** Work task **
Keep only those lines of the records that include the string "FetchMoreTicket".

** Records for this task **
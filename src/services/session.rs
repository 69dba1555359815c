//! Search session state and its transitions.
//!
//! A [`SearchSession`] is a plain value. Every transition borrows the current
//! value and returns the next one, so callers swap the whole state in a
//! single assignment once an asynchronous step has settled.
//!
//! ```text
//! Idle ──search──▶ Searching ──complete──▶ Ready ──more──▶ FetchingMore
//!                      ▲                     ▲                 │
//!                      └──────search─────────┴────complete─────┘
//! ```
//!
//! Each search bumps the session generation. Completions carry the generation
//! they were started under; stale ones are discarded, which is how a new
//! search supersedes anything still in flight.

use std::time::Duration;

use chrono::{DateTime, Utc};
use serde::Serialize;
use uuid::Uuid;

use crate::{
    error::FetchError,
    models::{MediaType, RecommendationItem},
    services::prompt::PAGE_SIZE,
};

#[derive(Debug, Clone, Copy, PartialEq, Eq, Serialize)]
#[serde(rename_all = "snake_case")]
pub enum SessionPhase {
    Idle,
    Searching,
    Ready,
    FetchingMore,
}

/// Permission to run the initial search for one generation
#[derive(Debug, Clone, PartialEq)]
pub struct SearchTicket {
    pub generation: u64,
    pub query: String,
}

/// Permission to fetch one more page of the active list
#[derive(Debug, Clone, PartialEq)]
pub struct FetchMoreTicket {
    pub generation: u64,
    pub query: String,
    pub media_type: MediaType,
    pub exclude_titles: Vec<String>,
}

#[derive(Debug, Clone)]
pub struct SearchSession {
    pub id: Uuid,
    pub query: String,
    pub movies: Vec<RecommendationItem>,
    pub tv_shows: Vec<RecommendationItem>,
    pub active: MediaType,
    pub phase: SessionPhase,
    pub can_fetch_more: bool,
    pub has_searched: bool,
    pub error: Option<String>,
    pub generation: u64,
    pub updated_at: DateTime<Utc>,
}

impl Default for SearchSession {
    fn default() -> Self {
        Self::new()
    }
}

impl SearchSession {
    /// Creates an idle session with no query
    pub fn new() -> Self {
        Self {
            id: Uuid::new_v4(),
            query: String::new(),
            movies: Vec::new(),
            tv_shows: Vec::new(),
            active: MediaType::Movies,
            phase: SessionPhase::Idle,
            can_fetch_more: true,
            has_searched: false,
            error: None,
            generation: 0,
            updated_at: Utc::now(),
        }
    }

    pub fn items(&self, media_type: MediaType) -> &[RecommendationItem] {
        match media_type {
            MediaType::Movies => &self.movies,
            MediaType::TvShows => &self.tv_shows,
        }
    }

    fn items_mut(&mut self, media_type: MediaType) -> &mut Vec<RecommendationItem> {
        match media_type {
            MediaType::Movies => &mut self.movies,
            MediaType::TvShows => &mut self.tv_shows,
        }
    }

    fn touched(mut self) -> Self {
        self.updated_at = Utc::now();
        self
    }

    /// Starts a new search, clearing both lists before anything is fetched
    ///
    /// Allowed from every phase; whatever was in flight becomes stale.
    pub fn begin_search(&self, query: &str) -> (Self, SearchTicket) {
        let generation = self.generation + 1;
        let next = Self {
            query: query.to_string(),
            movies: Vec::new(),
            tv_shows: Vec::new(),
            phase: SessionPhase::Searching,
            can_fetch_more: true,
            has_searched: true,
            error: None,
            generation,
            ..self.clone()
        }
        .touched();

        let ticket = SearchTicket {
            generation,
            query: query.to_string(),
        };
        (next, ticket)
    }

    /// Applies the joint outcome of the movies and TV-shows fetches
    ///
    /// Either both lists are installed or, on any failure, both stay empty
    /// and the error is recorded.
    pub fn complete_search(
        &self,
        ticket: &SearchTicket,
        outcome: Result<(Vec<RecommendationItem>, Vec<RecommendationItem>), FetchError>,
    ) -> Self {
        if ticket.generation != self.generation || self.phase != SessionPhase::Searching {
            tracing::debug!(
                session_id = %self.id,
                stale_generation = ticket.generation,
                generation = self.generation,
                "Discarding superseded search result"
            );
            return self.clone();
        }

        let mut next = Self {
            phase: SessionPhase::Ready,
            ..self.clone()
        };

        match outcome {
            Ok((movies, tv_shows)) => {
                next.active = if movies.is_empty() && !tv_shows.is_empty() {
                    MediaType::TvShows
                } else {
                    MediaType::Movies
                };
                next.movies = movies;
                next.tv_shows = tv_shows;
            }
            Err(e) => {
                next.movies.clear();
                next.tv_shows.clear();
                next.error = Some(e.to_string());
            }
        }

        next.touched()
    }

    /// Reserves a fetch-more call for the active list
    ///
    /// Returns `None` when nothing may be fetched: no completed search, the
    /// list is exhausted, or another fetch is already outstanding.
    pub fn begin_fetch_more(&self) -> Option<(Self, FetchMoreTicket)> {
        if self.phase != SessionPhase::Ready || !self.can_fetch_more {
            return None;
        }

        let ticket = FetchMoreTicket {
            generation: self.generation,
            query: self.query.clone(),
            media_type: self.active,
            exclude_titles: self
                .items(self.active)
                .iter()
                .map(|item| item.title.clone())
                .collect(),
        };

        let next = Self {
            phase: SessionPhase::FetchingMore,
            error: None,
            ..self.clone()
        }
        .touched();

        Some((next, ticket))
    }

    /// Applies a fetch-more outcome to the list it was requested for
    ///
    /// Failures leave every list untouched.
    pub fn complete_fetch_more(
        &self,
        ticket: &FetchMoreTicket,
        outcome: Result<Vec<RecommendationItem>, FetchError>,
    ) -> Self {
        if ticket.generation != self.generation || self.phase != SessionPhase::FetchingMore {
            tracing::debug!(
                session_id = %self.id,
                stale_generation = ticket.generation,
                generation = self.generation,
                "Discarding superseded fetch-more result"
            );
            return self.clone();
        }

        let mut next = Self {
            phase: SessionPhase::Ready,
            ..self.clone()
        };

        match outcome {
            Ok(items) => {
                if items.len() < PAGE_SIZE {
                    next.can_fetch_more = false;
                }
                if !items.is_empty() {
                    next.items_mut(ticket.media_type).extend(items);
                }
            }
            Err(e) => next.error = Some(e.to_string()),
        }

        next.touched()
    }

    /// Switches the visible list
    pub fn select(&self, media_type: MediaType) -> Self {
        Self {
            active: media_type,
            ..self.clone()
        }
        .touched()
    }

    /// True once the session has been idle for longer than `ttl`
    pub fn is_expired(&self, ttl: Duration) -> bool {
        (Utc::now() - self.updated_at)
            .to_std()
            .map(|idle| idle > ttl)
            .unwrap_or(false)
    }
}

** Result **
pub struct FetchMoreTicket {
    pub fn begin_fetch_more(&self) -> Option<(Self, FetchMoreTicket)> {
        let ticket = FetchMoreTicket {
        ticket: &FetchMoreTicket,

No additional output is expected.